- **Study material**:
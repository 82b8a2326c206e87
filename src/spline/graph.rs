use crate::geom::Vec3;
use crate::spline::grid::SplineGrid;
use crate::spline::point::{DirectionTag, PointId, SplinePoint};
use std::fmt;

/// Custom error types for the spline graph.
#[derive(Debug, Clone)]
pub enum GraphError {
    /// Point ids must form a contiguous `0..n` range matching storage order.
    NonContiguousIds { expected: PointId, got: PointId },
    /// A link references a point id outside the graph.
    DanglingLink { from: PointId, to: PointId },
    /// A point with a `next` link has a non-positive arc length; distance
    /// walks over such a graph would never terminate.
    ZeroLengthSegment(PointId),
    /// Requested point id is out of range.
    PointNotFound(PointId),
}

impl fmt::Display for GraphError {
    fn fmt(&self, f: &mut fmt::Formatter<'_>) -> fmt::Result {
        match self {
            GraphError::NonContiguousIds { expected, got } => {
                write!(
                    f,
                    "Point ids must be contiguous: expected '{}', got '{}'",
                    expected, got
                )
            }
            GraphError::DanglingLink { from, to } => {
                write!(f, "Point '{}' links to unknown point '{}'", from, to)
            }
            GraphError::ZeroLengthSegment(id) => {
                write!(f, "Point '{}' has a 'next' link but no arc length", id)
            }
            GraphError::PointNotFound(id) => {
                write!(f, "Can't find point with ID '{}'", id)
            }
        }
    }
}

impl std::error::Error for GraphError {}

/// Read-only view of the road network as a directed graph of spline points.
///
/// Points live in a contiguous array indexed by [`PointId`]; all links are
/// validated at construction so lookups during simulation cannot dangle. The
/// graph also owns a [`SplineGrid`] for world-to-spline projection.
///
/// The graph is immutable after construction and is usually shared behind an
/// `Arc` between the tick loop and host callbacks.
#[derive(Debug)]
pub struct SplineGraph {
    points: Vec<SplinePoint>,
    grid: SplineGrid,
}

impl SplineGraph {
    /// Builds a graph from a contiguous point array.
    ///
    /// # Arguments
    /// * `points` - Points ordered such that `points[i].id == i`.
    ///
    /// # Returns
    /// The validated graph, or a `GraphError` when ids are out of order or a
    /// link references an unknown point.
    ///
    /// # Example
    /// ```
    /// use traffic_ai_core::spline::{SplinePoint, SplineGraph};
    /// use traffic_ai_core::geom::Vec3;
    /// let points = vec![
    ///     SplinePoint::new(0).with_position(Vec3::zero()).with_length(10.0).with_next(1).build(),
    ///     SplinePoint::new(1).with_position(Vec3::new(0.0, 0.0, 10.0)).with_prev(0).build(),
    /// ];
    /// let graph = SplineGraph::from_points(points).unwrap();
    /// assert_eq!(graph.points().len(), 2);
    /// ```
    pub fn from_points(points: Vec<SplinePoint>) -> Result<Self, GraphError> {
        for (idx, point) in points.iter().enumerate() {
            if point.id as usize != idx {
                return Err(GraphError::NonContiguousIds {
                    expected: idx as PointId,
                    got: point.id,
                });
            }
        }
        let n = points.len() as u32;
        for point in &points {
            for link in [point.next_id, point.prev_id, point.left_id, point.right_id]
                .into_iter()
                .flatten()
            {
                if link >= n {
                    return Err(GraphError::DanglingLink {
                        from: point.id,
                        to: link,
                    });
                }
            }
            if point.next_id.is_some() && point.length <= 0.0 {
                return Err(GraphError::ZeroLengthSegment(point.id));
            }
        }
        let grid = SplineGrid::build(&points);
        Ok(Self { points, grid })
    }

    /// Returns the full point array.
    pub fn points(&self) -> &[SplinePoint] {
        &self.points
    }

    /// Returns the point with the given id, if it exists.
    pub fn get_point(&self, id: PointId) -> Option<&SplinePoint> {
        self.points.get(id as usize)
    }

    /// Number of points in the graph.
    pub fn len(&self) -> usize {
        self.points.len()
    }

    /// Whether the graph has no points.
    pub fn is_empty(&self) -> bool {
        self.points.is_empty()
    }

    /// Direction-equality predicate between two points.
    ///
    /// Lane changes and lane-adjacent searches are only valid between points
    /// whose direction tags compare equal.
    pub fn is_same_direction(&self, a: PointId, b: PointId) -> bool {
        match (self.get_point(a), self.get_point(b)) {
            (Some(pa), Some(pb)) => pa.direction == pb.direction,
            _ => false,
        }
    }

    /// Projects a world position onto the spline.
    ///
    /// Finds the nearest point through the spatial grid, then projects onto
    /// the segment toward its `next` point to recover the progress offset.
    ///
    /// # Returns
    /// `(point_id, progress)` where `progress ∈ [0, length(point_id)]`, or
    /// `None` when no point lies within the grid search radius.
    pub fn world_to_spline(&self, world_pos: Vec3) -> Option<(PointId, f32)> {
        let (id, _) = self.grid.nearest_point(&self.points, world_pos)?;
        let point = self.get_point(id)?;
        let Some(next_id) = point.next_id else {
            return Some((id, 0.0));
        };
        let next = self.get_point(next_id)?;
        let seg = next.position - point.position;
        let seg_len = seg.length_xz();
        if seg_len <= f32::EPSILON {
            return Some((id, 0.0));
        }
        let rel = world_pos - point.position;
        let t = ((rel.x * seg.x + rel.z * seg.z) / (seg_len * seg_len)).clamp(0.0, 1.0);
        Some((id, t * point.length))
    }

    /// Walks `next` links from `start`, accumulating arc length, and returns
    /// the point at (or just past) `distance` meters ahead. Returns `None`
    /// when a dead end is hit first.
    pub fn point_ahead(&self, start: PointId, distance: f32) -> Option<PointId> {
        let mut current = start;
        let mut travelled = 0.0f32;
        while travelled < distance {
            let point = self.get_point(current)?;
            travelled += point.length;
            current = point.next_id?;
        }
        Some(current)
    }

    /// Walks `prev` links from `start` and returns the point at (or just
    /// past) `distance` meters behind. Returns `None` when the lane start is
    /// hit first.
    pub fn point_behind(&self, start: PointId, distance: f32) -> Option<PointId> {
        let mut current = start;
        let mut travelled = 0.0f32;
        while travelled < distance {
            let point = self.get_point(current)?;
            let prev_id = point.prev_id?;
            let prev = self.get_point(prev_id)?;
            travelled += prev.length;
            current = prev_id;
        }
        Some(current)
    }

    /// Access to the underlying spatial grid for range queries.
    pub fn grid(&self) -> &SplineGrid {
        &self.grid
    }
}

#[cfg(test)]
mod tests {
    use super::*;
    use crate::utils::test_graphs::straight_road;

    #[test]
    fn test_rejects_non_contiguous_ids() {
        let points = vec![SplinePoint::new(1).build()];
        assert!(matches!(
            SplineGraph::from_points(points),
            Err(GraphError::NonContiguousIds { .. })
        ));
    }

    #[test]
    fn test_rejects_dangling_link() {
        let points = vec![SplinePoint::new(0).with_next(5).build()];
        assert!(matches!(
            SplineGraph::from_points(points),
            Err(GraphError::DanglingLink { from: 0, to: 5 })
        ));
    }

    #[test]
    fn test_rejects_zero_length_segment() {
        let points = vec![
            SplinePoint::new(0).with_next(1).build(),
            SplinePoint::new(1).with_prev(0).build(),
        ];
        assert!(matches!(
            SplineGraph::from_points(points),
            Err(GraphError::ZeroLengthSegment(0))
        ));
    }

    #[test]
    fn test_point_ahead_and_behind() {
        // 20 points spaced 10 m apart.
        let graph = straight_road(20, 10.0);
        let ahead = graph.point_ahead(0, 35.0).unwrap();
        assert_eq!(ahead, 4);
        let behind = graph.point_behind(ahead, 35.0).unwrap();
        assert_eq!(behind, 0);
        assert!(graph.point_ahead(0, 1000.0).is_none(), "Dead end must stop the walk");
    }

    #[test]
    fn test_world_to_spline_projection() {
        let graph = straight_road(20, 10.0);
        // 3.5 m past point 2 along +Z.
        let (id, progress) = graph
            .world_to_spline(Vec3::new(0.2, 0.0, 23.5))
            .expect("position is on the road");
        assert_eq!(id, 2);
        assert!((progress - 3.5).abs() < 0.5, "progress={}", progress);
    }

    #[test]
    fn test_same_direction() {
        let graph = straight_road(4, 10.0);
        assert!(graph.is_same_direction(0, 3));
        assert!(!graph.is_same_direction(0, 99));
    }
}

- **Exercise prompt**: Retype exactly the lines from the first line of the records above through the line containing "would never terminate.", both included, and nothing else.

- **Completed task**:
repository 82b8a2326c206e87
filename src/spline/graph.rs
use crate::geom::Vec3;
use crate::spline::grid::SplineGrid;
use crate::spline::point::{DirectionTag, PointId, SplinePoint};
use std::fmt;

/// Custom error types for the spline graph.
#[derive(Debug, Clone)]
pub enum GraphError {
    /// Point ids must form a contiguous `0..n` range matching storage order.
    NonContiguousIds { expected: PointId, got: PointId },
    /// A link references a point id outside the graph.
    DanglingLink { from: PointId, to: PointId },
    /// A point with a `next` link has a non-positive arc length; distance
    /// walks over such a graph would never terminate.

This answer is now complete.